Dans un communiqué ce mercredi 14 aout, le SYNAMAC, Syndicat Autonome des Magistrats du Congo a répondu aux récentes déclarations du ministre de la Justice et garde des Sceaux, Constant Mutamba. Il accuse le ministre de mener une campagne de discrédit contre le corps des magistrats, et soulève les problèmes qui affectent le système judiciaire en RDC.
Le ministre de la Justice, Constant Mutamba, a récemment intensifié ses critiques envers le corps judiciaire, dénonçant ce qu’il appelle des « réseaux mafieux » au sein du système, et s’engage à réformer profondément le secteur avec le soutien du président Felix Tshisekedi : « Le Chef de l’État nous a nommés pour redresser notre justice et redorer son image.

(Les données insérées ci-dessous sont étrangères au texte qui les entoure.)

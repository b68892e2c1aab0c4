//! Configuration module for the newsdesk backend.
//!
//! All configuration is loaded from environment variables with sensible defaults.

use std::env;
use std::net::SocketAddr;
use std::time::Duration;

/// Default Gemini REST endpoint.
pub const DEFAULT_GEMINI_BASE_URL: &str = "https://generativelanguage.googleapis.com";

/// Default public image-generation endpoint.
pub const DEFAULT_IMAGE_ENDPOINT: &str = "https://image.pollinations.ai/prompt/";

/// Application configuration loaded from environment variables.
#[derive(Debug, Clone)]
pub struct Config {
    /// Shared admin passphrase (unset means the admin surface is open)
    pub admin_passphrase: Option<String>,
    /// Address to bind the server to
    pub bind_addr: SocketAddr,
    /// Log level (trace, debug, info, warn, error)
    pub log_level: String,
    /// API key for the generative-AI service
    pub gemini_api_key: Option<String>,
    /// Base URL of the generative-AI service
    pub gemini_base_url: String,
    /// Model name used for every gateway call
    pub gemini_model: String,
    /// Per-request timeout for gateway calls
    pub gateway_timeout: Duration,
    /// Social feed handle imported by default
    pub feed_handle: String,
    /// Source label stamped on manually added articles
    pub source_label: String,
    /// chrono format string for article display dates
    pub date_format: String,
    /// Load the demo articles at startup
    pub seed_demo: bool,
    /// Image-generation endpoint prefix
    pub image_endpoint: String,
}

impl Config {
    /// Load configuration from environment variables.
    pub fn from_env() -> Self {
        dotenvy::dotenv().ok();

        let admin_passphrase = env::var("NEWSDESK_ADMIN_PASSPHRASE")
            .ok()
            .filter(|s| !s.is_empty());

        let bind_addr = env::var("NEWSDESK_BIND_ADDR")
            .unwrap_or_else(|_| "127.0.0.1:8080".to_string())
            .parse()
            .expect("Invalid NEWSDESK_BIND_ADDR format");

        let log_level = env::var("NEWSDESK_LOG_LEVEL").unwrap_or_else(|_| "info".to_string());

        let gemini_api_key = env::var("NEWSDESK_GEMINI_API_KEY")
            .ok()
            .filter(|s| !s.is_empty());

        let gemini_base_url = env::var("NEWSDESK_GEMINI_BASE_URL")
            .unwrap_or_else(|_| DEFAULT_GEMINI_BASE_URL.to_string());

        let gemini_model =
            env::var("NEWSDESK_GEMINI_MODEL").unwrap_or_else(|_| "gemini-2.5-flash".to_string());

        let gateway_timeout = env::var("NEWSDESK_GATEWAY_TIMEOUT_SECS")
            .ok()
            .and_then(|s| s.parse::<u64>().ok())
            .map(Duration::from_secs)
            .unwrap_or(Duration::from_secs(60));

        let feed_handle =
            env::var("NEWSDESK_FEED_HANDLE").unwrap_or_else(|_| "games_statlon".to_string());

        let source_label =
            env::var("NEWSDESK_SOURCE_LABEL").unwrap_or_else(|_| "GAMES STATLON".to_string());

        let date_format =
            env::var("NEWSDESK_DATE_FORMAT").unwrap_or_else(|_| "%Y-%m-%d".to_string());

        let seed_demo = env::var("NEWSDESK_SEED_DEMO")
            .map(|s| !matches!(s.to_ascii_lowercase().as_str(), "0" | "false" | "no"))
            .unwrap_or(true);

        let image_endpoint = env::var("NEWSDESK_IMAGE_ENDPOINT")
            .unwrap_or_else(|_| DEFAULT_IMAGE_ENDPOINT.to_string());

        Self {
            admin_passphrase,
            bind_addr,
            log_level,
            gemini_api_key,
            gemini_base_url,
            gemini_model,
            gateway_timeout,
            feed_handle,
            source_label,
            date_format,
            seed_demo,
            image_endpoint,
        }
    }
}
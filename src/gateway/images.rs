//! Image URLs: generated renders, placeholders, uploads and the image-search escape hatch.

use base64::Engine as _;
use rand::Rng;
use url::Url;

use super::GatewayError;

/// Placeholder for articles waiting on an admin-supplied image.
pub const NEEDS_IMAGE_PLACEHOLDER: &str =
    "https://placehold.co/800x600/1e293b/FFF?text=Needs+Image";

/// Image used by manual entries submitted without one.
pub const DEFAULT_ARTICLE_IMAGE: &str =
    "https://image.pollinations.ai/prompt/gaming?width=800&height=600";

const IMAGE_SEARCH_BASE: &str = "https://www.google.com/search";

/// Public image-generation endpoint addressed by prompt.
#[derive(Debug, Clone)]
pub struct ImageEndpoint {
    base: Url,
}

impl ImageEndpoint {
    pub fn new(base: &str) -> Result<Self, GatewayError> {
        let base = Url::parse(base)
            .map_err(|e| GatewayError::NotConfigured(format!("Invalid image endpoint: {}", e)))?;
        if base.cannot_be_a_base() {
            return Err(GatewayError::NotConfigured(format!(
                "Image endpoint {} cannot take a prompt path",
                base
            )));
        }
        Ok(Self { base })
    }

    /// Render URL for `prompt` with a fixed seed.
    pub fn render_url(&self, prompt: &str, seed: u32) -> String {
        let mut url = self.base.clone();
        if let Ok(mut segments) = url.path_segments_mut() {
            segments.pop_if_empty().push(prompt);
        }
        url.query_pairs_mut()
            .append_pair("width", "800")
            .append_pair("height", "600")
            .append_pair("nologo", "true")
            .append_pair("seed", &seed.to_string());
        url.to_string()
    }

    /// Render URL with a random seed so repeated prompts vary.
    pub fn random_render_url(&self, prompt: &str) -> String {
        let seed = rand::thread_rng().gen_range(0..1000);
        self.render_url(prompt, seed)
    }
}

/// External image-search page for manually picking a picture.
pub fn image_search_url(query: &str) -> String {
    let query = url::form_urlencoded::Serializer::new(String::new())
        .append_pair("tbm", "isch")
        .append_pair("q", &format!("{} gaming wallpaper", query.trim()))
        .finish();
    format!("{}?{}", IMAGE_SEARCH_BASE, query)
}

/// Inline an uploaded file as a `data:` URI. The bytes are not inspected.
pub fn data_uri(mime: &str, bytes: &[u8]) -> String {
    format!(
        "data:{};base64,{}",
        mime,
        base64::engine::general_purpose::STANDARD.encode(bytes)
    )
}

Rien n’arrêtera cet engagement ferme du Magistrat suprême. Les réformes courageuses en cours vont se poursuivre à la satisfaction générale de notre peuple. Des réseaux mafieux démasqués craquent déjà. Seule la justice élève une Nation. » A-t-il déclaré.
Le ministre a ainsi mis en place une Commission nationale mixte chargée d’enquêter sur les pratiques mafieuses dans le système judiciaire. Cette commission est censée se déployer sur l’ensemble du territoire pour recueillir les plaintes des justiciables concernant des actes de corruption, d’escroquerie, et d’autres pratiques illégales. « La population est appelée à dénoncer, en produisant les preuves nécessaires, tout comportement mafieux lié à l’administration de la justice », a déclaré Mutamba. Le ministre a également resoumis à l’Assemblée nationale quatre textes de loi pour renforcer les réformes judiciaires en cours, dont des textes de loi sur l’organisation de l’ordre judiciaire, le Conseil Supérieur de la Magistrature, le statut des magistrats, et le barreau. Ces initiatives, selon lui, sont cruciales pour moderniser et assainir le système judiciaire en RDC.
Dans son communiqué ce mercredi, le SYNAMAC a dénoncé ce qu’il considère comme une rhétorique « populiste et outrageante », visant à faire des magistrats les boucs émissaires des dysfonctionnements du système judiciaire. « Ces discours populistes exposent davantage les magistrats, dont la sécurité est déjà précaire ou pas du tout assurée ». Le SYNAMAC a également critiqué la création de « tribunaux populaires » où le ministre, selon eux, se comporte à la fois comme juge et procureur, remettant en cause les décisions judiciaires et ordonnant des arrestations. « Dans un État de droit, le seul moyen d’attaquer une décision de justice demeure les voies de recours prévues par le législateur », rappelle le syndicat.
Cette confrontation entre le ministère de la Justice et les magistrats illustre une fois de plus les tensions croissantes autour des réformes du système judiciaire en RDC, alors que le gouvernement tente de redorer l’image de la justice dans un pays souvent critiqué pour la corruption et l’impunité.